Exhibit A on why charter schools are a bad idea:
It had been a month since one of the nation’s largest charter school operators collapsed, leaving 6,000 students with no school to attend this fall. The businessman who used $100 million in state financing to build an empire of 60 mostly storefront schools had simply abandoned his headquarters as bankruptcy loomed, refusing to take phone calls. That left Mr. Larson, a school superintendent whose district licensed dozens of the schools, to clean up the mess.
Charter schools sound great in the abstract. Less government regulation! More money in the classroom! Anything the government can do, private corporations can do better! Unfortunately, the promise largely remains unmet. As with some other efforts to turn public enterprises into private ones, unforseen problems have developed. Private companies have incentive to cut costs in ways that their employers (the public) do not expect and cannot prepare for in even carefully designed contracts. Charter schools perform no better than public schools in districts with similar income levels, and have the effect of increasing class and race segregation. Right now we’re fighting them in Washington state, although I expect to lose. The other side has better soundbites.
I’ve never really understood the “cut government regulations” argument. For consumers, regulations are great; we don’t have to worry about whether our food is poison or our cars are about to breakdown. In a perfectly free market, we would have to spend an enormous amount of time discerning between the sellers of reliable and unreliable products. Regulations do much of the work for us. Moreover, even business likes regulation, as long as that regulation applies to customers, supplies, and competitors. Regulation cuts transaction costs enormously. Business groups and corporations don’t typically go to Washington to rail against regulation; they go to make regulation more favorable to them and less favorable to the competition. The only sorts of regulations that business really doesn’t seem to like are environmental and labor, and we all have good reasons for keeping those around.

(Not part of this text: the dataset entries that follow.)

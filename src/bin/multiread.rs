use std::error::Error;
use std::io::Write;

use multiread::cli::{ReadArgs, SourceArgs, parse_format, parse_nproc};
use multiread::build_table_reader;
use sarge::prelude::*;

fn print_usage() {
    eprintln!("Usage:");
    eprintln!("  multiread --input <paths> [--input <paths> ...] [--nproc <n>] [--format <csv|json>]");
    eprintln!();
    eprintln!("Reads every input into a table, stacks them in the order given and");
    eprintln!("writes the result as CSV to stdout.");
    eprintln!();
    eprintln!("Options:");
    eprintln!("  -i, --input <paths>   Comma-separated source paths; '-' reads stdin");
    eprintln!("  -n, --nproc <n>       Number of worker threads (default 1)");
    eprintln!("  -f, --format <fmt>    Format of every source (default: from extension)");
}

fn run() -> Result<(), Box<dyn Error>> {
    let mut reader = ArgumentReader::new();

    let input_ref = reader.add::<SourceArgs>(tag::both('i', "input"));
    let nproc_ref = reader.add::<String>(tag::both('n', "nproc"));
    let format_ref = reader.add::<String>(tag::both('f', "format"));

    let args = reader.parse()?;

    let sources = match input_ref.get(&args) {
        Some(Ok(v)) => v,
        Some(Err(_)) => unreachable!("SourceArgs parsing is infallible"),
        None => SourceArgs::default(),
    };

    let nproc = match nproc_ref.get(&args) {
        Some(Ok(v)) => parse_nproc(&v).ok_or_else(|| format!("invalid --nproc value '{v}'"))?,
        _ => 1,
    };

    let format = match format_ref.get(&args) {
        Some(Ok(v)) => Some(parse_format(&v).ok_or_else(|| format!("unknown --format '{v}'"))?),
        _ => None,
    };

    if sources.is_empty() {
        return Err("missing --input".into());
    }

    let read_args = ReadArgs {
        sources,
        nproc,
        format,
        verbose: false,
    };

    let engine = build_table_reader(read_args.to_config())?;
    let table = engine.read(read_args.sources.to_providers())?;

    let stdout = std::io::stdout();
    let mut out = stdout.lock();
    table.write_csv(&mut out)?;
    out.flush()?;

    Ok(())
}

fn main() {
    if let Err(e) = run() {
        eprintln!("multiread error: {e}");
        print_usage();
        std::process::exit(1);
    }
}
//! Table formats.
//!
//! This module provides:
//! - `FormatKind`: The formats a table can be read from
//! - `FormatError`: Errors that can occur while decoding or encoding
//! - `decode_table`: Dispatch to the format-specific decoder

use std::io::Read;
use std::path::Path;

use serde::Deserialize;
use thiserror::Error;

use crate::config::TableReadOptions;
use crate::table::Table;

#[cfg(feature = "csv")]
pub(crate) mod csv;
#[cfg(feature = "json")]
pub(crate) mod json;

/// Formats a table can be read from.
#[derive(Debug, Clone, Copy, PartialEq, Eq, Hash, Deserialize)]
#[serde(rename_all = "lowercase")]
pub enum FormatKind {
    /// Comma-separated values with an optional header row
    Csv,
    /// An array of JSON objects, one per row
    Json,
}

impl std::fmt::Display for FormatKind {
    fn fmt(&self, f: &mut std::fmt::Formatter<'_>) -> std::fmt::Result {
        match self {
            FormatKind::Csv => write!(f, "csv"),
            FormatKind::Json => write!(f, "json"),
        }
    }
}

impl FormatKind {
    /// Parse a format kind from a string.
    pub fn from_str(s: &str) -> Option<Self> {
        match s.to_ascii_lowercase().as_str() {
            "csv" | "ascii.csv" => Some(FormatKind::Csv),
            "json" => Some(FormatKind::Json),
            _ => None,
        }
    }

    /// Infer a format from a path's extension.
    pub fn from_path(path: &Path) -> Option<Self> {
        let ext = path.extension().and_then(|e| e.to_str())?;
        Self::from_str(ext)
    }

    /// Get file extensions for this format.
    pub fn extensions(&self) -> &'static [&'static str] {
        match self {
            FormatKind::Csv => &["csv"],
            FormatKind::Json => &["json"],
        }
    }

    /// Check if this format is available (feature enabled).
    pub fn is_available(&self) -> bool {
        match self {
            FormatKind::Csv => cfg!(feature = "csv"),
            FormatKind::Json => cfg!(feature = "json"),
        }
    }
}

/// Errors that can occur during format operations.
#[derive(Debug, Error)]
pub enum FormatError {
    /// Format feature not enabled
    #[error("Format '{0}' is not enabled. Enable the corresponding feature.")]
    NotEnabled(FormatKind),

    /// I/O error during format operation
    #[error("I/O error: {0}")]
    Io(#[from] std::io::Error),

    /// Error from the underlying decoder
    #[error("Serde error: {0}")]
    Serde(Box<dyn std::error::Error + Send + Sync>),

    /// The content decoded but does not describe a table
    #[error("Malformed table: {0}")]
    Malformed(String),
}

/// Decode a table from `reader` using the given format.
pub fn decode_table(
    kind: FormatKind,
    reader: &mut dyn Read,
    options: &TableReadOptions,
) -> Result<Table, FormatError> {
    match kind {
        #[cfg(feature = "csv")]
        FormatKind::Csv => csv::decode(reader, options),

        #[cfg(feature = "json")]
        FormatKind::Json => {
            let _ = options;
            json::decode(reader)
        }

        #[allow(unreachable_patterns)]
        _ => {
            let _ = (reader, options);
            Err(FormatError::NotEnabled(kind))
        }
    }
}
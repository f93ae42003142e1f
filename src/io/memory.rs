//! In-memory input source for testing.

use std::io::{self, Cursor, Read};
use std::sync::Arc;

use super::InputProvider;
use crate::format::FormatKind;

/// In-memory input source.
///
/// The buffer is shared, so clones are cheap and every `open` starts from
/// the first byte.
#[derive(Debug, Clone)]
pub struct InMemorySource {
    id: String,
    data: Arc<[u8]>,
    format: Option<FormatKind>,
}

impl InMemorySource {
    /// Create a new in-memory source with the given data.
    pub fn new(id: impl Into<String>, data: Vec<u8>) -> Self {
        Self {
            id: id.into(),
            data: data.into(),
            format: None,
        }
    }

    /// Create a new in-memory source from a string.
    pub fn from_string(id: impl Into<String>, data: impl Into<String>) -> Self {
        Self::new(id, data.into().into_bytes())
    }

    /// Declare the format of the data, overriding extension inference.
    pub fn with_format(mut self, format: FormatKind) -> Self {
        self.format = Some(format);
        self
    }
}

impl InputProvider for InMemorySource {
    fn id(&self) -> &str {
        &self.id
    }

    fn open(&self) -> io::Result<Box<dyn Read + Send>> {
        Ok(Box::new(Cursor::new(Arc::clone(&self.data))))
    }

    fn format_hint(&self) -> Option<FormatKind> {
        self.format
            .or_else(|| FormatKind::from_path(std::path::Path::new(&self.id)))
    }
}
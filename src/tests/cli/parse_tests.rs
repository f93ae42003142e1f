use std::path::PathBuf;

use crate::cli::{ReadArgs, SourceArgs, parse_format, parse_nproc};
use crate::format::FormatKind;

#[test]
fn parse_nproc_rejects_zero_and_garbage() {
    assert_eq!(parse_nproc("4"), Some(4));
    assert_eq!(parse_nproc(" 2 "), Some(2));
    assert_eq!(parse_nproc("0"), None);
    assert_eq!(parse_nproc("-1"), None);
    assert_eq!(parse_nproc("many"), None);
}

#[test]
fn parse_format_names() {
    assert_eq!(parse_format("csv"), Some(FormatKind::Csv));
    assert_eq!(parse_format(" JSON "), Some(FormatKind::Json));
    assert_eq!(parse_format("xlsx"), None);
}

#[test]
fn source_args_keep_order() {
    let args = SourceArgs::new().with_source("b.csv").with_source("a.csv");
    assert_eq!(args.as_slice(), &["b.csv".to_string(), "a.csv".to_string()]);
    assert_eq!(
        args.to_sources().into_vec(),
        vec![PathBuf::from("b.csv"), PathBuf::from("a.csv")]
    );
    assert!(SourceArgs::new().is_empty());
}

#[test]
fn read_args_to_config() {
    let args = ReadArgs {
        sources: SourceArgs::new().with_source("a.json"),
        nproc: 3,
        format: Some(FormatKind::Json),
        verbose: true,
    };

    let cfg = args.to_config();
    assert_eq!(cfg.nproc, 3);
    assert!(cfg.verbose);
    assert_eq!(cfg.table.format, Some(FormatKind::Json));

    let defaults = ReadArgs::default().to_config();
    assert_eq!(defaults.nproc, 1);
    assert_eq!(defaults.table.format, None);
}

#[test]
fn stdin_tokens_map_to_stdin_provider() {
    let args = SourceArgs::new()
        .with_source("a.csv")
        .with_source("-")
        .with_source("STDIN");

    let providers = args.to_providers().into_vec();
    let ids: Vec<&str> = providers.iter().map(|p| p.id()).collect();
    assert_eq!(ids, vec!["a.csv", "-", "-"]);
    assert_eq!(providers[0].format_hint(), Some(FormatKind::Csv));
    assert_eq!(providers[1].format_hint(), None);
}

#[cfg(feature = "csv")]
#[test]
fn file_providers_read_through_table_reader() {
    use std::io::Write;

    let mut tmp = tempfile::Builder::new().suffix(".csv").tempfile().unwrap();
    tmp.write_all(b"x\n1\n2\n").unwrap();
    tmp.flush().unwrap();

    let args = ReadArgs {
        sources: SourceArgs::new().with_source(tmp.path().to_string_lossy()),
        ..ReadArgs::default()
    };
    let engine = crate::build_table_reader(args.to_config()).unwrap();
    let table = engine.read(args.sources.to_providers()).unwrap();
    assert_eq!(table.len(), 2);
}
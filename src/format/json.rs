//! JSON table implementation.
//!
//! A table is an array of objects sharing one key set, or a single object
//! for a one-row table. Column order follows the key order of the first row.

use std::io::Read;

use serde_json::{Map, Value};

use super::FormatError;
use crate::table::{Cell, Table};

pub(crate) fn decode(reader: &mut dyn Read) -> Result<Table, FormatError> {
    let value: Value = serde_json::from_reader(reader).map_err(|e| FormatError::Serde(Box::new(e)))?;

    let objects = match value {
        Value::Array(items) => items
            .into_iter()
            .map(|item| match item {
                Value::Object(obj) => Ok(obj),
                other => Err(FormatError::Malformed(format!(
                    "expected an object per row, found {other}"
                ))),
            })
            .collect::<Result<Vec<_>, _>>()?,
        Value::Object(obj) => vec![obj],
        other => {
            return Err(FormatError::Malformed(format!(
                "expected an array of objects, found {other}"
            )));
        }
    };

    let columns: Vec<String> = objects
        .first()
        .map(|obj| obj.keys().cloned().collect())
        .unwrap_or_default();

    let mut table = Table::new(columns);
    for (i, obj) in objects.into_iter().enumerate() {
        let row = row_from_object(&table, obj, i)?;
        table
            .push_row(row)
            .map_err(|e| FormatError::Malformed(e.to_string()))?;
    }
    Ok(table)
}

fn row_from_object(table: &Table, mut obj: Map<String, Value>, index: usize) -> Result<Vec<Cell>, FormatError> {
    if obj.len() != table.column_names().len() {
        return Err(FormatError::Malformed(format!(
            "row {index} has {} keys, expected {}",
            obj.len(),
            table.column_names().len()
        )));
    }

    table
        .column_names()
        .iter()
        .map(|name| {
            obj.remove(name)
                .map(cell_from_json)
                .ok_or_else(|| FormatError::Malformed(format!("row {index} is missing key '{name}'")))
        })
        .collect()
}

fn cell_from_json(value: Value) -> Cell {
    match value {
        Value::Null => Cell::Null,
        Value::Bool(b) => Cell::Bool(b),
        Value::Number(n) => match n.as_i64() {
            Some(i) => Cell::Int(i),
            None => Cell::Float(n.as_f64().unwrap_or(f64::NAN)),
        },
        Value::String(s) => Cell::Text(s),
        nested @ (Value::Array(_) | Value::Object(_)) => Cell::Text(nested.to_string()),
    }
}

This isn’t to say that no regulation interferes with commerce. In Germany, I observed that it was impossible to go to the grocery store past 8pm on a weekday, 2pm on a Saturday, or at all on Sunday. This is unnecessarily restrictive, and probably detracts from consumption, hiring, and eventually production. But to rail against regulation in the abstract is to fall into a host of libertarian fallacies.
UPDATE: Political Animal weighs in:
What it is, though, is a cautionary tale about the “ownership society.” The problem with privatizing public services is that, in the end, it’s the government that picks up the pieces if the private sector fails. If you invest a piece of your Social Security in private mutual funds and your mutual fund collapses when you’re 64, what happens? In theory, it’s just tough luck and you’re screwed, but we all know perfectly well that’s not what would really happen. As with the S&L disaster in the 80s or the LTCM collapse in the 90s, if enough people are affected the government will step in and make them whole.
There’s no way to avoid this kind of moral hazard completely, but you can reduce it considerably with fairly intrusive regulation. Unfortunately, the cure may be worse than the disease. To reduce the moral hazard sufficiently often requires a level of regulation that effectively converts a private enterprise into a de facto public enterprise. So what’s the point?